If officers back off from legitimate police actions, residents in high-crime minority neighborhoods will be the first to suffer.
Here’s the latest definition of “racial profiling:” taking legitimate police action against a black criminal. This definition comes to us by way of St. Louis, where a new set of property-destroying protests have broken out, in addition to the daily agitation in Ferguson, Mo. The protest trigger this time: An officer killed a black teenager who had been shooting at the officer with a stolen handgun. This latest agitation and the rhetoric around it are a troubling indication that the demagoguery against the police is spinning dangerously out of control
According to the police report, on Wednesday night, an off-duty officer waspatrolling a St. Louis neighborhood for a private security company searching for suspects in a recent home invasion. The officer was in uniform and presumably driving a marked car. When a group of three men saw the officer, one took off running. The officer made a U-turn in his car, and the other two men started running as well. The officer noticed that one of the men was holding his waistband as if he had a gun, and the officer then pursued on foot. The suspect, 18-year-old Vonderrit D. Myers, got into an “intense struggle” with the officer, according to the incident report, then shot off three rounds at him. The officer responded with fire as Myers continued to pull the trigger; Myers’s gun jammed, and the officer killed Myers.
Myers, predictably being portrayed as a Boy Scout by his family and friends, was already wanted by the law for serious crimes. He was facing trial in November for the unlawful use of a weapon and resisting arrest. In June, after a car in which Myers was riding led the police in a high-speed chase, Myers ditched the car and threw a loaded pistol into a sewer. In this latest incident on Wednesday, according to the protesters and Myers’s family, this innocent (who was wearing an ankle bracelet to ensure his appearance in court) had simply gone out to buy a sandwich before getting shot.
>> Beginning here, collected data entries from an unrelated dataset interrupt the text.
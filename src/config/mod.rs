mod loader;

pub use loader::{Config, InstallScope};
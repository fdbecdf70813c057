use anyhow::{Context, Result};
use serde::Deserialize;
use std::path::{Path, PathBuf};

use crate::scripts::{ScriptLayout, ScriptStore};
use crate::utils::is_elevated;

/// Where generated scripts are installed.
#[derive(Debug, Clone, Copy, PartialEq, Eq, Deserialize, Default, clap::ValueEnum)]
#[serde(rename_all = "snake_case")]
pub enum InstallScope {
    /// System-wide when running as root, per-user otherwise
    #[default]
    Auto,
    User,
    System,
}

impl InstallScope {
    /// Collapse `Auto` into a concrete scope for the given privilege level.
    pub fn resolve(self, elevated: bool) -> InstallScope {
        match self {
            InstallScope::Auto if elevated => InstallScope::System,
            InstallScope::Auto => InstallScope::User,
            other => other,
        }
    }
}

#[derive(Debug, Clone, Deserialize)]
#[serde(default)]
pub struct Config {
    pub layout: ScriptLayout,
    pub scope: InstallScope,
    pub user_dir_name: String,
    pub system_dir: PathBuf,
    pub store_dir: Option<PathBuf>,
}

impl Default for Config {
    fn default() -> Self {
        Self {
            layout: ScriptLayout::Split,
            scope: InstallScope::Auto,
            user_dir_name: "docker-scripts".to_string(),
            system_dir: PathBuf::from("/usr/local/bin"),
            store_dir: None,
        }
    }
}

impl Config {
    pub fn load(config_path: Option<PathBuf>) -> Result<Self> {
        let path = config_path.unwrap_or_else(Self::default_config_path);

        if path.exists() {
            let content = std::fs::read_to_string(&path)
                .with_context(|| format!("Failed to read config file: {:?}", path))?;
            let config: Config = serde_yaml::from_str(&content)
                .with_context(|| format!("Failed to parse config file: {:?}", path))?;
            tracing::debug!("Loaded config from {:?}", path);
            Ok(config)
        } else {
            Ok(Config::default())
        }
    }

    pub fn default_config_path() -> PathBuf {
        if let Some(config_path) = std::env::var_os("DOCKER_SCRIPTS_CONFIG") {
            PathBuf::from(config_path)
        } else {
            dirs::config_dir()
                .unwrap_or_else(|| PathBuf::from("."))
                .join("docker-scripts")
                .join("config.yaml")
        }
    }

    pub fn with_layout(mut self, layout: ScriptLayout) -> Self {
        self.layout = layout;
        self
    }

    pub fn with_scope(mut self, scope: InstallScope) -> Self {
        self.scope = scope;
        self
    }

    pub fn with_store_dir(mut self, store_dir: PathBuf) -> Self {
        self.store_dir = Some(store_dir);
        self
    }

    /// Resolve the store directory for an explicit privilege level and home.
    pub fn store_dir_for(&self, elevated: bool, home: Option<&Path>) -> Result<PathBuf> {
        if let Some(dir) = &self.store_dir {
            return Ok(dir.clone());
        }

        match self.scope.resolve(elevated) {
            InstallScope::System => Ok(self.system_dir.clone()),
            _ => {
                let home = home.context("Failed to determine user home directory")?;
                Ok(home.join(&self.user_dir_name))
            }
        }
    }

    /// Script store for this process, resolved once per invocation.
    pub fn script_store(&self) -> Result<ScriptStore> {
        let home = dirs::home_dir();
        let dir = self.store_dir_for(is_elevated(), home.as_deref())?;
        tracing::debug!("Using script folder {:?}", dir);
        Ok(ScriptStore::new(dir))
    }
}
mod creator;
mod error;
mod model;
mod runner;
mod store;
pub mod template;

pub use creator::create_scripts;
pub use error::ScriptError;
pub use model::{ScriptKind, ScriptLayout, ScriptRequest, SCRIPT_EXTENSION};
pub use runner::{run_choice, run_script, select};
pub use store::ScriptStore;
The officer’s initial interest in Myers this week was perfectly legal. An officer’s suspicion is legitimately raised when someone in an area recently plagued with crime takes off running upon seeing the police. The officer’s turning the car around was a justified response to the flight — it allowed the officer to further observe the men’s behavior. After the officer noticed Myers hitching up his waistband, he had more than adequate grounds for pursuit. And yet protesters are now denouncing the officer’s proactive response as “racial profiling”: “White police officers are fearful of young black males, but that doesn’t justify profiling them each and every day when they’re out and about,” said state senator Jamilah Nasheed, quoted in the New York Times. Leave aside the insulting claim that the officer’s suspicion was based on “fear.” If the officer “feared” Myers, why did he pursue him? Contrary to the claims of protesters, the officer did not focus on Myers initially simply because he was “out and about,” but because he was fleeing from him in the area of a recent crime. If officers can no longer take note of such behavior, then there will be no more public safety, period. The only way to avoid what the protesters and Senator Nasheed label as “racial profiling” is to stop proactive policing entirely.
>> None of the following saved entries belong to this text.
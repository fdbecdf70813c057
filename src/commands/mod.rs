pub mod create;
pub mod list;
pub mod menu;
pub mod run;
Myers’s potentially lethal assault on the officer may have been provoked by his pending court case, but it may also have been provoked by the building animus against the police, animus that has already resulted in shots being fired at officers in and around the Ferguson protests. This hostility carries a huge set of consequences, including — most critically — putting officers’ lives at risk. But if the police back off from proactive policing, law-abiding residents of minority neighborhoods are going to be hurt the most. Everyone who has turned the Ferguson shooting into a symbol of widespread police racism, from Al Sharpton to Eric Holder, bears responsibility for this escalating crisis of police legitimacy.
— Heather Mac Donald is the Thomas W. Smith fellow at the Manhattan Institute.